Desde el Senasa, remarcaron que la premisa central del nuevo sistema fue “mantener el mismo esquema operativo que el productor ya conocía”.
Uno de los aportes más valiosos del sistema está en la posibilidad de trazar tratamientos sanitarios y medicinales
En la práctica, la compra de caravanas continuará realizándose a través de las veterinarias o distribuidores habituales, sin cambios en ese aspecto. La diferencia estará en la forma de declarar la identificación, que podrá hacerse por tres vías: mediante autogestión a través de la aplicación oficial que redirecciona la información al Sistema Integrado de Gestión de Sanidad Animal (Sigsa); desde una computadora, cargando los datos de manera directa; o bien con asistencia presencial en las oficinas sanitarias, una opción pensada especialmente para quienes no tienen acceso a Internet o no están familiarizados con herramientas digitales.
Otro punto clave del rediseño, según Senasa, fue evitar que los cerca de 240.000 productores ganaderos del país se vean obligados a comprar lectores electrónicos.
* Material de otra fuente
//! Record Store port.
//!
//! The ledger treats persistence and change notification as a black box
//! behind this trait. A hosted realtime database, a local JSON file, and
//! the in-memory test double all satisfy the same narrow contract.

use async_trait::async_trait;
use tokio::sync::mpsc;

use crate::domain::{NewTrade, OwnerId, RecordId, TransactionRecord};
use crate::error::StoreError;

/// A change pushed by the store for one owner's scope.
///
/// Records are immutable once created, so there is no `Updated` variant.
#[derive(Debug, Clone, PartialEq)]
pub enum RecordEvent {
    /// A record was durably inserted.
    Created(TransactionRecord),
    /// A record was deleted.
    Removed(RecordId),
}

/// Owned receiving end of an owner-scoped subscription.
///
/// Dropping the stream releases the subscription; the store must stop
/// delivering events to it. One stream belongs to exactly one subscriber,
/// so teardown is deterministic.
#[derive(Debug)]
pub struct RecordStream {
    rx: mpsc::UnboundedReceiver<RecordEvent>,
}

impl RecordStream {
    /// Wrap a channel receiver handed out by a store implementation.
    pub fn new(rx: mpsc::UnboundedReceiver<RecordEvent>) -> Self {
        Self { rx }
    }

    /// Receive the next event, or `None` once the store closes the stream.
    pub async fn recv(&mut self) -> Option<RecordEvent> {
        self.rx.recv().await
    }
}

/// Persistence and change notification for trade records.
///
/// # Implementation Notes
///
/// - Implementations must be thread-safe (`Send + Sync`)
/// - `insert` assigns the record's `id` and `created_at`
/// - `delete_all` emits one `Removed` event per deleted row to subscribers
/// - Event delivery order matches emission order per subscriber, but
///   callers must not assume ordering relative to an in-flight
///   `fetch_recent`
#[async_trait]
pub trait RecordStore: Send + Sync {
    /// Fetch up to `limit` most-recent records for an owner, ordered by
    /// `created_at` descending.
    async fn fetch_recent(
        &self,
        owner: &OwnerId,
        limit: usize,
    ) -> Result<Vec<TransactionRecord>, StoreError>;

    /// Durably insert a trade, returning the store-confirmed record.
    async fn insert(&self, trade: NewTrade) -> Result<TransactionRecord, StoreError>;

    /// Delete all of an owner's records. Returns the number deleted.
    async fn delete_all(&self, owner: &OwnerId) -> Result<u64, StoreError>;

    /// Open an owner-scoped change stream.
    async fn subscribe(&self, owner: &OwnerId) -> Result<RecordStream, StoreError>;
}

#[cfg(test)]
mod tests {
    use super::*;
    use crate::domain::RecordId;

    #[test]
    fn removed_events_compare_by_id() {
        let a = RecordEvent::Removed(RecordId::new("r1"));
        let b = RecordEvent::Removed(RecordId::new("r1"));
        let c = RecordEvent::Removed(RecordId::new("r2"));
        assert_eq!(a, b);
        assert_ne!(a, c);
    }

    #[tokio::test]
    async fn stream_yields_none_when_sender_is_dropped() {
        let (tx, rx) = mpsc::unbounded_channel();
        let mut stream = RecordStream::new(rx);

        tx.send(RecordEvent::Removed(RecordId::new("r1"))).unwrap();
        drop(tx);

        assert!(stream.recv().await.is_some());
        assert!(stream.recv().await.is_none());
    }
}
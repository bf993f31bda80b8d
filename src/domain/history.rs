//! Capped, newest-first trade history.
//!
//! [`TradeHistory`] is the in-memory collection the ledger keeps consistent
//! with the Record Store. It is ordered by `created_at` descending, capped
//! at [`HISTORY_CAP`] records, and indexed by record id so duplicate
//! `Created` deliveries and `Removed` lookups are O(1).

use std::collections::{HashSet, VecDeque};

use rust_decimal::Decimal;

use super::ids::RecordId;
use super::record::{TradeKind, TransactionRecord};

/// Maximum number of records held in memory per owner.
pub const HISTORY_CAP: usize = 50;

/// Size-bounded ordered collection of an owner's trade records.
#[derive(Debug, Clone)]
pub struct TradeHistory {
    /// Newest first.
    records: VecDeque<TransactionRecord>,
    known: HashSet<RecordId>,
    cap: usize,
}

impl Default for TradeHistory {
    fn default() -> Self {
        Self::new()
    }
}

impl TradeHistory {
    /// Create an empty history with the standard cap.
    pub fn new() -> Self {
        Self::with_cap(HISTORY_CAP)
    }

    /// Create an empty history with an explicit cap.
    pub fn with_cap(cap: usize) -> Self {
        Self {
            records: VecDeque::with_capacity(cap),
            known: HashSet::new(),
            cap,
        }
    }

    /// Apply a `Created` event: id-deduplicated sorted insert plus tail
    /// eviction past the cap.
    ///
    /// Returns `false` on duplicate delivery (the record was already held).
    pub fn apply_created(&mut self, record: TransactionRecord) -> bool {
        if self.known.contains(&record.id) {
            return false;
        }
        // Realtime events are newest-by-construction, so this is almost
        // always position 0; the scan covers out-of-order delivery and
        // merges of a bulk fetch.
        let pos = self
            .records
            .iter()
            .position(|r| r.created_at <= record.created_at)
            .unwrap_or(self.records.len());
        self.known.insert(record.id.clone());
        self.records.insert(pos, record);

        while self.records.len() > self.cap {
            if let Some(evicted) = self.records.pop_back() {
                self.known.remove(&evicted.id);
            }
        }
        true
    }

    /// Apply a `Removed` event. Unknown ids are a benign no-op.
    pub fn apply_removed(&mut self, id: &RecordId) -> bool {
        if !self.known.remove(id) {
            return false;
        }
        if let Some(pos) = self.records.iter().position(|r| &r.id == id) {
            self.records.remove(pos);
        }
        true
    }

    /// Reconcile a bulk-fetch snapshot with the history.
    ///
    /// The snapshot is authoritative for the store's current set, except
    /// that the live stream may have delivered records after the snapshot
    /// was taken. Local records absent from the snapshot are dropped
    /// unless their id is in `keep` (the stream-applied set); the
    /// snapshot's rows are then unioned in by id.
    pub fn reconcile_fetched(
        &mut self,
        fetched: Vec<TransactionRecord>,
        keep: &HashSet<RecordId>,
    ) {
        let fetched_ids: HashSet<RecordId> = fetched.iter().map(|r| r.id.clone()).collect();
        self.records
            .retain(|r| fetched_ids.contains(&r.id) || keep.contains(&r.id));
        self.known
            .retain(|id| fetched_ids.contains(id) || keep.contains(id));
        for record in fetched {
            self.apply_created(record);
        }
    }

    /// Drop all records.
    pub fn clear(&mut self) {
        self.records.clear();
        self.known.clear();
    }

    /// Iterate records newest first.
    pub fn iter(&self) -> impl Iterator<Item = &TransactionRecord> {
        self.records.iter()
    }

    /// Clone the records into a newest-first vector.
    pub fn snapshot(&self) -> Vec<TransactionRecord> {
        self.records.iter().cloned().collect()
    }

    pub fn contains(&self, id: &RecordId) -> bool {
        self.known.contains(id)
    }

    pub fn len(&self) -> usize {
        self.records.len()
    }

    pub fn is_empty(&self) -> bool {
        self.records.is_empty()
    }

    /// Sum of fiat spent on buys, over the cached window only.
    pub fn total_invested(&self) -> Decimal {
        self.records
            .iter()
            .filter(|r| r.kind == TradeKind::Buy)
            .map(|r| r.fiat_amount)
            .sum()
    }

    /// Tokens bought minus tokens sold. Yield claims do not move it.
    pub fn net_token_balance(&self) -> Decimal {
        self.records
            .iter()
            .map(|r| match r.kind {
                TradeKind::Buy => r.token_amount,
                TradeKind::Sell => -r.token_amount,
                TradeKind::YieldClaim => Decimal::ZERO,
            })
            .sum()
    }
}
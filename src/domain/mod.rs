//! Store-agnostic domain types.

mod history;
mod ids;
mod record;

pub use history::{TradeHistory, HISTORY_CAP};
pub use ids::{OwnerId, RecordId};
pub use record::{simulated_settlement_ref, NewTrade, TradeKind, TransactionRecord};
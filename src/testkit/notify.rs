//! Notice-capturing notifier.

use parking_lot::Mutex;

use crate::port::{Notice, NoticeLevel, Notifier};

/// Captures every notice for later assertion.
#[derive(Debug, Default)]
pub struct CollectingNotifier {
    notices: Mutex<Vec<Notice>>,
}

impl CollectingNotifier {
    /// All notices, in emission order.
    pub fn notices(&self) -> Vec<Notice> {
        self.notices.lock().clone()
    }

    /// Error-level notices only.
    pub fn errors(&self) -> Vec<Notice> {
        self.notices
            .lock()
            .iter()
            .filter(|n| n.level == NoticeLevel::Error)
            .cloned()
            .collect()
    }

    /// Info-level notices only.
    pub fn infos(&self) -> Vec<Notice> {
        self.notices
            .lock()
            .iter()
            .filter(|n| n.level == NoticeLevel::Info)
            .cloned()
            .collect()
    }
}

impl Notifier for CollectingNotifier {
    fn notify(&self, notice: Notice) {
        self.notices.lock().push(notice);
    }
}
Para eso, se definió que la lectura de las caravanas electrónicas se realice en destino y no en el establecimiento de origen.
De este modo, la obligación de contar con lectores recaerá sobre quienes cierran el Documento de Tránsito Electrónico (DTe): ferias, consignatarios, invernadores, feedlots, frigoríficos y el Mercado Agroganadero (MAG).
Con este esquema, el organismo busca reducir costos en el primer eslabón de la cadena y facilitar la adopción del sistema, reforzando la idea de que la trazabilidad electrónica no debe convertirse en una barrera, sino en una herramienta gradual de ordenamiento sanitario y productivo.
En el caso de los frigoríficos, la resolución obliga a declarar todos los dispositivos electrónicos al ingreso de los animales; recuperar, desactivar y destruir los chips después de la faena; y reportar de inmediato cualquier inconsistencia al servicio de inspección veterinaria. El texto establece además que, si un microchip no es recuperado tras la faena, la porción de carne correspondiente deberá ser declarada no apta para consumo.
Por su parte, los remates-feria también deberán declarar los dispositivos de los animales ingresados y notificar al Senasa cualquier irregularidad detectada.